● **Problem**: The records sit below this line. Repeat all of them exactly.

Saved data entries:
_ _ _ _ _

//! Session management for Folio.
//!
//! Resolves, at any moment, exactly one of `SignedOut`, `Guest`, or
//! `Authenticated` and publishes every transition to subscribers.
//!
//! # Architecture
//!
//! - [`IdentityProvider`] is the boundary to whoever authenticates users.
//!   [`MockIdentityProvider`] stands in for a real provider and persists the
//!   signed-in user across restarts.
//! - [`GuestFlag`] is the durable "guest mode active" marker.
//! - [`SessionManager`] combines both. On start it resolves the session in a
//!   fixed order (provider session, then guest flag, then signed out) and
//!   afterwards changes state only in response to provider outcomes or
//!   explicit guest entry/exit. With
//!   [`SessionManager::follow_provider`] it also applies sign-ins and
//!   sign-outs the provider makes on its own, read through an
//!   [`IdentityWatch`].
//! - [`SessionSubscription`] replays the current session immediately, then
//!   yields every later transition in order.

pub mod error;
pub mod guest;
pub mod manager;
pub mod provider;

pub use error::{SessionError, SessionResult};
pub use guest::{FsGuestFlag, GuestFlag, InMemoryGuestFlag};
pub use manager::{SessionManager, SessionSubscription};
pub use provider::{IdentityProvider, IdentityWatch, MockIdentityConfig, MockIdentityProvider};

_ _ _ _ _

● **Result of the task**:
//! Session management for Folio.
//!
//! Resolves, at any moment, exactly one of `SignedOut`, `Guest`, or
//! `Authenticated` and publishes every transition to subscribers.
//!
//! # Architecture
//!
//! - [`IdentityProvider`] is the boundary to whoever authenticates users.
//!   [`MockIdentityProvider`] stands in for a real provider and persists the
//!   signed-in user across restarts.
//! - [`GuestFlag`] is the durable "guest mode active" marker.
//! - [`SessionManager`] combines both. On start it resolves the session in a
//!   fixed order (provider session, then guest flag, then signed out) and
//!   afterwards changes state only in response to provider outcomes or
//!   explicit guest entry/exit. With
//!   [`SessionManager::follow_provider`] it also applies sign-ins and
//!   sign-outs the provider makes on its own, read through an
//!   [`IdentityWatch`].
//! - [`SessionSubscription`] replays the current session immediately, then
//!   yields every later transition in order.

pub mod error;
pub mod guest;
pub mod manager;
pub mod provider;

pub use error::{SessionError, SessionResult};
pub use guest::{FsGuestFlag, GuestFlag, InMemoryGuestFlag};
pub use manager::{SessionManager, SessionSubscription};
pub use provider::{IdentityProvider, IdentityWatch, MockIdentityConfig, MockIdentityProvider};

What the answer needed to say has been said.